//! In-process transport provider.
//!
//! Endpoints live in a shared registry keyed by address. Each connection is
//! serviced by one task that holds back data until the listening side
//! accepts, then forwards payloads in both directions.

use std::collections::HashMap;
use std::future::Future;
use std::sync::{Arc, Mutex, MutexGuard};

use tokio::sync::mpsc;

use crate::address::EndpointAddress;
use crate::transport::{
    self, ConnectionEvent, ConnectionHandle, Endpoint, EndpointCommand, EndpointDriver,
    LinkCommand, LinkDriver, LinkId, Transport, TransportError,
};

#[derive(Default)]
struct Registry {
    endpoints: HashMap<EndpointAddress, mpsc::UnboundedSender<ConnectionHandle>>,
    next_link: u64,
}

/// Cloneable handle to one in-process network. Clones share endpoints.
#[derive(Clone, Default)]
pub struct MemoryTransport {
    registry: Arc<Mutex<Registry>>,
}

impl MemoryTransport {
    pub fn new() -> Self {
        Self::default()
    }

    /// Number of registered endpoints.
    pub fn endpoint_count(&self) -> usize {
        self.registry().endpoints.len()
    }

    /// Whether `address` is currently registered.
    pub fn is_registered(&self, address: &EndpointAddress) -> bool {
        self.registry().endpoints.contains_key(address)
    }

    fn registry(&self) -> MutexGuard<'_, Registry> {
        self.registry.lock().unwrap_or_else(|e| e.into_inner())
    }

    fn register(&self, driver: &EndpointDriver) -> Result<(), TransportError> {
        let mut registry = self.registry();
        if registry.endpoints.contains_key(&driver.address) {
            return Err(TransportError::AddressInUse(driver.address.clone()));
        }
        registry
            .endpoints
            .insert(driver.address.clone(), driver.incoming.clone());
        Ok(())
    }

    /// Serve one endpoint's commands until it is closed or dropped.
    async fn run_endpoint(self, mut driver: EndpointDriver) {
        while let Some(command) = driver.commands.recv().await {
            match command {
                EndpointCommand::Connect(dialer) => self.dial(&driver.address, dialer),
                EndpointCommand::Close => break,
            }
        }
        self.registry().endpoints.remove(&driver.address);
        tracing::debug!("Endpoint {} released", driver.address);
    }

    fn dial(&self, from: &EndpointAddress, dialer: LinkDriver) {
        let target = {
            let mut registry = self.registry();
            registry.next_link += 1;
            let id = LinkId(registry.next_link);
            registry
                .endpoints
                .get(&dialer.peer)
                .cloned()
                .map(|incoming| (id, incoming))
        };

        let Some((id, incoming)) = target else {
            tracing::debug!("{from} dialed unknown address {}", dialer.peer);
            dialer.emit(ConnectionEvent::Error(TransportError::PeerNotFound(
                dialer.peer.clone(),
            )));
            return;
        };

        let (handle, listener) = transport::link(id, from.clone(), dialer.options, true);
        if incoming.send(handle).is_err() {
            dialer.emit(ConnectionEvent::Error(TransportError::PeerNotFound(
                dialer.peer.clone(),
            )));
            return;
        }

        tokio::spawn(pipe(dialer, listener));
    }
}

impl Transport for MemoryTransport {
    fn open_endpoint(
        &self,
        address: &EndpointAddress,
    ) -> impl Future<Output = Result<Endpoint, TransportError>> + Send {
        let transport = self.clone();
        let address = address.clone();
        async move {
            let (endpoint, driver) = transport::endpoint(address);
            transport.register(&driver)?;
            tracing::debug!("Endpoint {} registered", driver.address);
            tokio::spawn(transport.run_endpoint(driver));
            Ok(endpoint)
        }
    }
}

/// Shuttle commands between the two halves of one connection.
async fn pipe(mut dialer: LinkDriver, mut listener: LinkDriver) {
    let mut opened = false;

    loop {
        tokio::select! {
            command = dialer.commands.recv() => match command {
                Some(LinkCommand::Send(payload)) => {
                    if opened {
                        listener.emit(ConnectionEvent::Data(payload));
                    }
                }
                Some(LinkCommand::Accept) => {}
                Some(LinkCommand::Close) | None => {
                    listener.emit(ConnectionEvent::Closed);
                    break;
                }
            },
            command = listener.commands.recv() => match command {
                Some(LinkCommand::Send(payload)) => {
                    if opened {
                        dialer.emit(ConnectionEvent::Data(payload));
                    }
                }
                Some(LinkCommand::Accept) => {
                    if !opened {
                        opened = true;
                        dialer.emit(ConnectionEvent::Opened);
                        listener.emit(ConnectionEvent::Opened);
                    }
                }
                Some(LinkCommand::Close) | None => {
                    if opened {
                        dialer.emit(ConnectionEvent::Closed);
                    } else {
                        dialer.emit(ConnectionEvent::Error(TransportError::Rejected));
                    }
                    break;
                }
            },
        }
    }
}
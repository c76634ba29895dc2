//! Structured logging for the Rally binaries.
//!
//! Installs a `tracing` subscriber with console output, optional JSON file
//! output in debug builds, and `RUST_LOG`-style filtering. The configured
//! `debug.log_level` is used when `RUST_LOG` is unset.

use rally_config::Config;
use std::path::Path;
use tracing_subscriber::{EnvFilter, fmt, layer::SubscriberExt, util::SubscriberInitExt};

/// Filter used when neither `RUST_LOG` nor the config provides one.
const DEFAULT_FILTER: &str = "info";

/// Build the filter string from an optional config.
fn filter_string(config: Option<&Config>) -> String {
    match config {
        Some(config) if !config.debug.log_level.is_empty() => config.debug.log_level.clone(),
        _ => DEFAULT_FILTER.to_string(),
    }
}

/// Initialize the global tracing subscriber.
///
/// * `log_dir` - directory for the JSON log file (debug builds only)
/// * `debug_build` - whether file logging may be enabled
/// * `config` - optional configuration providing the log level
///
/// ```no_run
/// use rally_config::Config;
///
/// let config = Config::default();
/// rally_log::init_logging(None, false, Some(&config));
/// ```
pub fn init_logging(log_dir: Option<&Path>, debug_build: bool, config: Option<&Config>) {
    let filter_str = filter_string(config);

    // RUST_LOG wins over the configured level
    let env_filter =
        EnvFilter::try_from_default_env().unwrap_or_else(|_| EnvFilter::new(&filter_str));

    let console_layer = fmt::layer()
        .with_target(true)
        .with_thread_names(true)
        .with_level(true)
        .with_timer(fmt::time::uptime());

    let subscriber = tracing_subscriber::registry()
        .with(env_filter)
        .with(console_layer);

    let file_logging = config.is_some_and(|c| c.debug.log_to_file);

    if debug_build
        && file_logging
        && let Some(log_dir) = log_dir
        && std::fs::create_dir_all(log_dir).is_ok()
        && let Ok(log_file) = std::fs::File::create(log_dir.join("rally.log"))
    {
        let file_layer = fmt::layer()
            .with_writer(log_file)
            .with_ansi(false)
            .with_target(true)
            .with_timer(fmt::time::uptime())
            .json();

        subscriber.with(file_layer).init();
        return;
    }

    subscriber.init();
}

/// `EnvFilter` built from the default filter string.
pub fn default_env_filter() -> EnvFilter {
    EnvFilter::new(DEFAULT_FILTER)
}
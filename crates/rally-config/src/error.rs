//! Errors raised while loading, saving or checking `config.ron`.

use std::path::PathBuf;

#[derive(Debug, thiserror::Error)]
pub enum ConfigError {
    #[error("cannot read {}: {source}", path.display())]
    Read {
        path: PathBuf,
        #[source]
        source: std::io::Error,
    },

    #[error("cannot write {}: {source}", path.display())]
    Write {
        path: PathBuf,
        #[source]
        source: std::io::Error,
    },

    /// The file exists but is not valid RON for [`Config`](crate::Config).
    #[error("malformed config {}: {source}", path.display())]
    Parse {
        path: PathBuf,
        #[source]
        source: ron::error::SpannedError,
    },

    #[error("cannot encode config: {0}")]
    Encode(#[from] ron::Error),

    /// A setting parsed but cannot be used.
    #[error("invalid setting `{field}`: {reason}")]
    Invalid { field: &'static str, reason: String },

    /// No platform config directory could be determined.
    #[error("no config directory available on this platform")]
    NoConfigDir,
}
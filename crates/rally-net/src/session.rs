//! The connection state machine.
//!
//! A [`ConnectionSession`] owns one endpoint and at most one peer connection:
//!
//! ```text
//! Idle ──host()/join()──▶ Connecting ──Opened──▶ Connected
//!   │                         │                      │
//!   └─────────────────────────┴──── Disconnected ◀───┘
//! ```
//!
//! `Disconnected` is terminal. Provider events are applied by background
//! tasks, each tagged with the generation of the attempt that spawned it.
//! Every teardown bumps the generation, so events from an abandoned attempt
//! are dropped instead of resurrecting the session.

use std::collections::VecDeque;
use std::sync::{Arc, Mutex, MutexGuard};
use std::time::Duration;

use tokio::sync::watch;

use crate::address::AddressScheme;
use crate::error::SessionError;
use crate::message::Message;
use crate::room_code::RoomCode;
use crate::transport::{
    ConnectOptions, ConnectionEvent, ConnectionHandle, EndpointControl, Incoming, LinkEvents,
    LinkSender, Transport, TransportError,
};

/// Lifecycle state of a session.
#[derive(Debug, Clone, Copy, PartialEq, Eq)]
pub enum SessionState {
    /// Created, nothing attempted yet.
    Idle,
    /// Endpoint opening or waiting for the peer.
    Connecting,
    /// Peer connection open.
    Connected,
    /// Torn down. Terminal.
    Disconnected,
}

/// Which side of the rendezvous this session plays.
#[derive(Debug, Clone, Copy, PartialEq, Eq, Default)]
pub enum Role {
    #[default]
    Unset,
    Host,
    Join,
}

/// Runtime settings for a session.
#[derive(Debug, Clone)]
pub struct SessionConfig {
    /// Address prefixes for both roles.
    pub scheme: AddressScheme,
    /// Ask the provider for reliable delivery.
    pub reliable: bool,
    /// How long `join` waits for the host. `None` waits forever.
    pub join_timeout: Option<Duration>,
    /// How long a host waits for a joiner. `None` waits forever.
    pub host_timeout: Option<Duration>,
    /// Maximum undrained inbound messages. 0 means unbounded.
    pub max_inbound: usize,
}

impl Default for SessionConfig {
    fn default() -> Self {
        Self {
            scheme: AddressScheme::default(),
            reliable: true,
            join_timeout: Some(Duration::from_secs(10)),
            host_timeout: None,
            max_inbound: 1024,
        }
    }
}

fn millis(ms: u64) -> Option<Duration> {
    (ms > 0).then(|| Duration::from_millis(ms))
}

impl From<&rally_config::NetworkConfig> for SessionConfig {
    fn from(config: &rally_config::NetworkConfig) -> Self {
        Self {
            scheme: AddressScheme {
                host_prefix: config.host_prefix.clone(),
                join_prefix: config.join_prefix.clone(),
            },
            reliable: config.reliable,
            join_timeout: millis(config.join_timeout_ms),
            host_timeout: millis(config.host_timeout_ms),
            max_inbound: config.max_inbound,
        }
    }
}

/// Observable session state backed by a [`watch`] channel.
struct StateWatch {
    tx: watch::Sender<SessionState>,
    rx: watch::Receiver<SessionState>,
}

impl StateWatch {
    fn new() -> Self {
        let (tx, rx) = watch::channel(SessionState::Idle);
        Self { tx, rx }
    }

    fn set(&self, state: SessionState) {
        let _ = self.tx.send(state);
    }

    fn subscribe(&self) -> watch::Receiver<SessionState> {
        self.rx.clone()
    }
}

/// Result of applying a provider event.
#[derive(Debug, Clone, Copy, PartialEq, Eq)]
enum EventOutcome {
    Applied,
    /// The event belongs to an attempt that has since been torn down.
    Stale,
}

/// What the listener did with an inbound handle.
enum BindOutcome {
    Bound(LinkEvents),
    Refused,
    Stale,
}

struct Inner {
    state: SessionState,
    role: Role,
    room_code: Option<RoomCode>,
    generation: u64,
    endpoint: Option<EndpointControl>,
    link: Option<LinkSender>,
    inbound: VecDeque<Message>,
    dropped: u64,
    last_error: Option<SessionError>,
}

struct Shared {
    inner: Mutex<Inner>,
    watch: StateWatch,
    max_inbound: usize,
}

impl Shared {
    fn lock(&self) -> MutexGuard<'_, Inner> {
        self.inner.lock().unwrap_or_else(|e| e.into_inner())
    }

    fn set_state(&self, inner: &mut Inner, state: SessionState) {
        inner.state = state;
        self.watch.set(state);
    }

    /// Move from Idle to Connecting for `role`. Returns the attempt's generation.
    fn begin(&self, role: Role, code: &RoomCode) -> Result<u64, SessionError> {
        let mut inner = self.lock();
        if inner.state != SessionState::Idle {
            return Err(SessionError::InvalidState(inner.state));
        }
        inner.generation += 1;
        inner.role = role;
        inner.room_code = Some(code.clone());
        inner.last_error = None;
        self.set_state(&mut inner, SessionState::Connecting);
        Ok(inner.generation)
    }

    /// Store the endpoint (and for joiners, the dialed link) of a live attempt.
    /// Returns `false` if the attempt was abandoned meanwhile.
    fn attach(&self, generation: u64, endpoint: EndpointControl, link: Option<LinkSender>) -> bool {
        let mut inner = self.lock();
        if inner.generation != generation {
            return false;
        }
        inner.endpoint = Some(endpoint);
        inner.link = link;
        true
    }

    /// Bind the first inbound connection of a hosting attempt.
    fn bind(&self, generation: u64, handle: ConnectionHandle) -> BindOutcome {
        let mut inner = self.lock();
        if inner.generation != generation {
            return BindOutcome::Stale;
        }
        if inner.link.is_some() || inner.state != SessionState::Connecting {
            return BindOutcome::Refused;
        }
        handle.accept();
        let (sender, events) = handle.split();
        inner.link = Some(sender);
        BindOutcome::Bound(events)
    }

    /// Release everything held by the current attempt.
    fn teardown(&self, inner: &mut Inner, error: Option<SessionError>) {
        inner.generation += 1;
        if let Some(link) = inner.link.take() {
            link.close();
        }
        if let Some(endpoint) = inner.endpoint.take() {
            endpoint.close();
        }
        inner.last_error = error;
        self.set_state(inner, SessionState::Disconnected);
    }

    /// Tear down a failed attempt, if it is still current, and hand back the error.
    fn fail(&self, generation: u64, error: SessionError) -> SessionError {
        let mut inner = self.lock();
        if inner.generation == generation {
            tracing::warn!("Session attempt failed: {error}");
            self.teardown(&mut inner, Some(error.clone()));
        }
        error
    }

    fn on_event(&self, generation: u64, event: ConnectionEvent) -> EventOutcome {
        let mut inner = self.lock();
        if inner.generation != generation {
            tracing::trace!(
                "Discarding stale event {event:?} (generation {generation}, current {})",
                inner.generation
            );
            return EventOutcome::Stale;
        }

        match event {
            ConnectionEvent::Opened => {
                if inner.state == SessionState::Connecting {
                    tracing::info!(
                        "Session connected as {:?} in room {}",
                        inner.role,
                        inner.room_code.as_ref().map(RoomCode::as_str).unwrap_or("-")
                    );
                    self.set_state(&mut inner, SessionState::Connected);
                }
            }
            ConnectionEvent::Data(payload) => {
                if inner.state != SessionState::Connected {
                    tracing::debug!("Discarding {} bytes received before open", payload.len());
                    return EventOutcome::Applied;
                }
                if self.max_inbound > 0 && inner.inbound.len() >= self.max_inbound {
                    inner.inbound.pop_front();
                    inner.dropped += 1;
                    tracing::warn!(
                        "Inbound queue full ({}), dropped oldest message ({} total)",
                        self.max_inbound,
                        inner.dropped
                    );
                }
                inner.inbound.push_back(Message::from(payload));
            }
            ConnectionEvent::Closed => {
                let error = (inner.state == SessionState::Connecting)
                    .then_some(SessionError::PeerUnreachable(TransportError::EndpointClosed));
                tracing::info!("Peer closed the connection");
                self.teardown(&mut inner, error);
            }
            ConnectionEvent::Error(err) => {
                tracing::warn!("Connection failed: {err}");
                self.teardown(&mut inner, Some(SessionError::PeerUnreachable(err)));
            }
        }
        EventOutcome::Applied
    }

    /// Give up on an attempt that is still connecting.
    fn expire(&self, generation: u64) {
        let mut inner = self.lock();
        if inner.generation == generation && inner.state == SessionState::Connecting {
            tracing::warn!("Timed out waiting for peer");
            self.teardown(
                &mut inner,
                Some(SessionError::PeerUnreachable(TransportError::Timeout)),
            );
        }
    }
}

/// Apply one connection's events until the attempt goes stale.
async fn pump(shared: Arc<Shared>, generation: u64, mut events: LinkEvents) {
    while let Some(event) = events.recv().await {
        if shared.on_event(generation, event) == EventOutcome::Stale {
            return;
        }
    }
    // The provider dropped the link without a final event.
    shared.on_event(generation, ConnectionEvent::Closed);
}

/// Accept the first inbound connection and refuse the rest.
async fn listen(shared: Arc<Shared>, generation: u64, mut incoming: Incoming) {
    while let Some(handle) = incoming.next().await {
        let peer = handle.peer().clone();
        match shared.bind(generation, handle) {
            BindOutcome::Bound(events) => {
                tracing::info!("Accepted connection from {peer}");
                tokio::spawn(pump(Arc::clone(&shared), generation, events));
            }
            BindOutcome::Refused => {
                tracing::info!("Refusing extra connection from {peer}");
            }
            BindOutcome::Stale => return,
        }
    }
}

## EXERCISE DIRECTIONS
Write the lines again exactly, from the first line of the material above to the line that includes "use crate::address::EndpointAddress;", both included. Leave out all the rest.

## RESPONSE TO THIS TASK
//! In-process transport provider.
//!
//! Endpoints live in a shared registry keyed by address. Each connection is
//! serviced by one task that holds back data until the listening side
//! accepts, then forwards payloads in both directions.

use std::collections::HashMap;
use std::future::Future;
use std::sync::{Arc, Mutex, MutexGuard};

use tokio::sync::mpsc;

use crate::address::EndpointAddress;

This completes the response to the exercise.